Re: “Could a Quantum Computer Have Subjective Experience?”

2017-06-22 Thread David Nyman
On 22 Jun 2017 2:46 a.m., "Bruce Kellett" <bhkell...@optusnet.com.au> wrote:

On 22/06/2017 10:32 am, David Nyman wrote:

On 22 Jun 2017 00:31, "Bruce Kellett" < <bhkell...@optusnet.com.au>
bhkell...@optusnet.com.au> wrote:

On 22/06/2017 1:44 am, Bruno Marchal wrote:

> On 21 Jun 2017, at 08:21, Bruce Kellett wrote:
>
>> On 21/06/2017 4:03 pm, Russell Standish wrote:
>>
>>> On Mon, Jun 19, 2017 at 12:15:31PM +1000, Bruce Kellett wrote:
>>>
>>>> On 19/06/2017 10:23 am, Russell Standish wrote:
>>>>
>>>>> I know Scott wouldn't go as far as me. For me, all such irreversible
>>>>> processes are related to conscious entities in some way. Whilst
>>>>> agreeing that Geiger counters are unlikely to be conscious, I would
>>>>> say that the output of Geiger counter is not actually discrete until
>>>>> observed by a conscious experimenter.
>>>>>
>>>> That sounds remarkably like the "many minds" interpretation of
>>>> quantum mechanics. This is disfavoured by most scientists because it
>>>> leaves the physics of the billions of years before the emergence of
>>>> the first "conscious" creature unresolved -- the first consciousness
>>>> would cause an almighty collapse on the many minds reading.
>>>>
>>>> Each consciousness causes "an almighty collapse" in er own mind
>>> independently of any other. It's a pure 1p phenomena.
>>>
>>
>> It is actually a 3p phenomenon because there is inter-subjective
>> agreement about the fact that measurements give definite results.
>>
>
> Inter-subjectivity does not imply 3p, as it can be "only" 1p plural. Let
> me illustrate this with a variant of the WM duplication.
>
> Imagine that Bruce and John are undergoing the WM-duplication *together*.
>
> By this I mean they both enter the scanning-annihilating box, and are both
> reconstituted in Washington and in Moscow.
>
> And let us assume they do it repetitively, which means they come back to
> Helsinki, and do it again together.
>
> Obviously, the line-life past that each copies describes in its personal
> diaries grows like H followed by a sequence of W and M. The number of
> copies grows exponentially (2^n). After ten iterations, we have 2^10 = 1024
> individuals, who share an indeterminate experiences. With minor exceptions,
> they all agree that the experience has always given each times a precise
> outcome, always belonging to {W, M}. Importantly  the duplicated couples
> agreed (which was the Washington or Moscow outcome) in all duplication.
> They mostly all agreed they did not found any obvious algorithm to predict
> the sequence (the exception might concerned the guys in nameable stories,
> like:
>
> WW
>
> MM
>
> Or the development of some remarkable real number in binary, like the
> binary expansion of PI, sqrt(2), sqr(n), etc. In this case, the computable
> is made rare (and more and more negligible when n grows, those histories
> are "white rabbits histories").
>
> That is what I mean by first person plural. It concerns population of
> machine sharing self-multiplication. it is interesting to compare the
> quantum linear self-superposition with the purely arithmetical one.
>

Sure, that would seem to be reasonably described as 1p-plural. except that
there is no need to have two people enter the duplicating machine and
undergo different teleportations afterwards. Surely it is sufficient to
consider one person doing a series of polarization measurements on a
sequence of photons from an unpolarized source. That person will record
some sequence of '+' and '-' results. If the experiment is repeated N
times, there will be 2^N sequences, one in each of the generated worlds.

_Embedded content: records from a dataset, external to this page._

use std::time::Duration;

use tracing::warn;

use crate::policy::{RetryPolicy, StepRetryPolicy, TimeoutBehavior};
use crate::transport::sse::MAX_LINE_BYTES;

pub const DEFAULT_API_BASE: &str = "http://localhost:8000/api/v1";

const API_BASE_ENV: &str = "RAG_API_BASE";
const TIMEOUT_ENV: &str = "RAG_STREAM_TIMEOUT_MS";
const MAX_RETRIES_ENV: &str = "RAG_MAX_RETRIES";
const MIN_TIMEOUT: Duration = Duration::from_millis(1);

/// Configuration for a [`StreamingQueryClient`](crate::StreamingQueryClient).
#[derive(Clone, Debug)]
pub struct ClientConfig {
    /// Base URL of the query API, e.g. `https://rag.example.com/api/v1`.
    pub api_base: String,
    /// Limit on time-to-first-byte. Reading the body afterwards is not limited.
    pub timeout: Duration,
    pub retry_policy: RetryPolicy,
    pub step_retry: StepRetryPolicy,
    pub timeout_behavior: TimeoutBehavior,
    /// Longest body line accepted before the attempt fails.
    pub max_line_bytes: usize,
}

impl Default for ClientConfig {
    fn default() -> Self {
        Self {
            api_base: DEFAULT_API_BASE.to_string(),
            timeout: Duration::from_secs(60),
            retry_policy: RetryPolicy::default(),
            step_retry: StepRetryPolicy::default(),
            timeout_behavior: TimeoutBehavior::default(),
            max_line_bytes: MAX_LINE_BYTES,
        }
    }
}

impl ClientConfig {
    pub fn new(api_base: impl Into<String>) -> Self {
        Self::default().api_base(api_base)
    }

    /// Builds a config from `RAG_API_BASE`, `RAG_STREAM_TIMEOUT_MS` and
    /// `RAG_MAX_RETRIES`; unset, blank or unparsable values keep their
    /// defaults, and so does a zero timeout.
    pub fn from_env() -> Self {
        Self::from_vars(|key| std::env::var(key).ok())
    }

    fn from_vars(lookup: impl Fn(&str) -> Option<String>) -> Self {
        let mut config = Self::default();
        if let Some(base) = lookup(API_BASE_ENV)
            && !base.trim().is_empty()
        {
            config.api_base = base.trim().to_string();
        }
        match parse_var::<u64>(&lookup, TIMEOUT_ENV) {
            Some(0) => warn!(
                event = "config.invalid",
                key = TIMEOUT_ENV,
                reason = "zero timeout"
            ),
            Some(ms) => config.timeout = Duration::from_millis(ms),
            None => {}
        }
        if let Some(retries) = parse_var::<u32>(&lookup, MAX_RETRIES_ENV) {
            config.retry_policy = config.retry_policy.with_max_retries(retries);
        }
        config
    }

    pub fn api_base(mut self, api_base: impl Into<String>) -> Self {
        self.api_base = api_base.into();
        self
    }

    /// Sets the first-byte limit; clamped to at least one millisecond.
    pub fn timeout(mut self, timeout: Duration) -> Self {
        self.timeout = timeout.max(MIN_TIMEOUT);
        self
    }

    pub fn retry_policy(mut self, policy: RetryPolicy) -> Self {
        self.retry_policy = policy;
        self
    }

    pub fn max_retries(mut self, max_retries: u32) -> Self {
        self.retry_policy = self.retry_policy.with_max_retries(max_retries);
        self
    }

    pub fn step_retry(mut self, policy: StepRetryPolicy) -> Self {
        self.step_retry = policy;
        self
    }

    pub fn timeout_behavior(mut self, behavior: TimeoutBehavior) -> Self {
        self.timeout_behavior = behavior;
        self
    }

    pub fn max_line_bytes(mut self, max_line_bytes: usize) -> Self {
        self.max_line_bytes = max_line_bytes;
        self
    }

    pub(crate) fn stream_url(&self) -> String {
        format!("{}/query/stream", self.api_base.trim_end_matches('/'))
    }
}

fn parse_var<T: std::str::FromStr>(lookup: impl Fn(&str) -> Option<String>, key: &str) -> Option<T> {
    let raw = lookup(key)?;
    let parsed = raw.trim().parse().ok();
    if parsed.is_none() && !raw.trim().is_empty() {
        warn!(event = "config.invalid", key = key, value = %raw);
    }
    parsed
}

#[cfg(test)]
mod tests {
    use super::*;
    use std::sync::{Mutex, OnceLock};

    #[test]
    fn defaults_match_documented_values() {
        let config = ClientConfig::default();
        assert_eq!(config.timeout, Duration::from_secs(60));
        assert_eq!(config.retry_policy.max_retries, 3);
        assert_eq!(config.step_retry, StepRetryPolicy::Preserve);
        assert_eq!(config.timeout_behavior, TimeoutBehavior::Cancel);
        assert_eq!(config.max_line_bytes, 1 << 20);
    }

    #[test]
    fn stream_url_tolerates_trailing_slash() {
        let config = ClientConfig::new("https://rag.example.com/api/v1/");
        assert_eq!(
            config.stream_url(),
            "https://rag.example.com/api/v1/query/stream"
        );
    }

    fn vars(pairs: &[(&'static str, &'static str)]) -> impl Fn(&str) -> Option<String> {
        let pairs = pairs.to_vec();
        move |key: &str| {
            pairs
                .iter()
                .find(|(k, _)| *k == key)
                .map(|(_, v)| v.to_string())
        }
    }

    #[test]
    fn vars_override_defaults() {
        let config = ClientConfig::from_vars(vars(&[
            (API_BASE_ENV, " https://rag.example.com/api/v1 "),
            (TIMEOUT_ENV, "2500"),
            (MAX_RETRIES_ENV, "5"),
        ]));
        assert_eq!(config.api_base, "https://rag.example.com/api/v1");
        assert_eq!(config.timeout, Duration::from_millis(2_500));
        assert_eq!(config.retry_policy.max_retries, 5);
    }

    #[test]
    fn blank_invalid_and_zero_vars_keep_defaults() {
        let config = ClientConfig::from_vars(vars(&[
            (API_BASE_ENV, "   "),
            (TIMEOUT_ENV, "0"),
            (MAX_RETRIES_ENV, "lots"),
        ]));
        let defaults = ClientConfig::default();
        assert_eq!(config.api_base, DEFAULT_API_BASE);
        assert_eq!(config.timeout, defaults.timeout);
        assert_eq!(config.retry_policy, defaults.retry_policy);

        let config = ClientConfig::from_vars(vars(&[(TIMEOUT_ENV, "-5")]));
        assert_eq!(config.timeout, defaults.timeout);
    }

    #[test]
    fn zero_timeout_setter_is_clamped() {
        let config = ClientConfig::default().timeout(Duration::ZERO);
        assert_eq!(config.timeout, MIN_TIMEOUT);
    }

    fn env_lock() -> std::sync::MutexGuard<'static, ()> {
        static LOCK: OnceLock<Mutex<()>> = OnceLock::new();
        LOCK.get_or_init(|| Mutex::new(()))
            .lock()
            .unwrap_or_else(std::sync::PoisonError::into_inner)
    }

    #[test]
    fn from_env_reads_process_environment() {
        let _lock = env_lock();
        unsafe {
            std::env::set_var(API_BASE_ENV, "http://10.0.0.5:9000/api/v1");
            std::env::set_var(TIMEOUT_ENV, "0");
            std::env::set_var(MAX_RETRIES_ENV, "1");
        }
        let config = ClientConfig::from_env();
        unsafe {
            std::env::remove_var(API_BASE_ENV);
            std::env::remove_var(TIMEOUT_ENV);
            std::env::remove_var(MAX_RETRIES_ENV);
        }
        assert_eq!(config.api_base, "http://10.0.0.5:9000/api/v1");
        assert_eq!(config.timeout, Duration::from_secs(60));
        assert_eq!(config.retry_policy.max_retries, 1);

        let config = ClientConfig::from_env();
        assert_eq!(config.api_base, DEFAULT_API_BASE);
        assert_eq!(config.retry_policy.max_retries, 3);
    }
}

But that has nothing to do with inter-subjective agreement between
different observers. To see that, consider just one polarization
measurement: In order for it to be said that the measurement gave a result,
there has to be decoherence and the formation of irreversible records. I
think it is Zurek who talks about multiple copies of the result entangled
with the environment. So many different individuals can observe the result
of this single experiment, and they will all agree that the result was what
the experimenter wrote in her lab book. That is inter-subjective agreement.
It clearly has nothing to do with 1p, or 1p-plural pictures.


I think there may be a terminological confusion here. IIUC, 1p-plural
denotes, amongst other things, just such inter-subjective agreement between
mutually entangled observers.


That seems a remarkably confusing terminology. The example Bruno gave

Re: “Could a Quantum Computer Have Subjective Experience?”

2017-06-21 Thread David Nyman
reement that is essential for
physics -- people have to agree that experiments have definite results, and
they have to agree what those results are. Inter-subjective agreement
occurs in just one world -- although there may be similar agreements
between copies of those people entangled be decoherence with the other
possible experimental results.  Each world is then characterized by
inter-subjective agreement about the result obtained in that world.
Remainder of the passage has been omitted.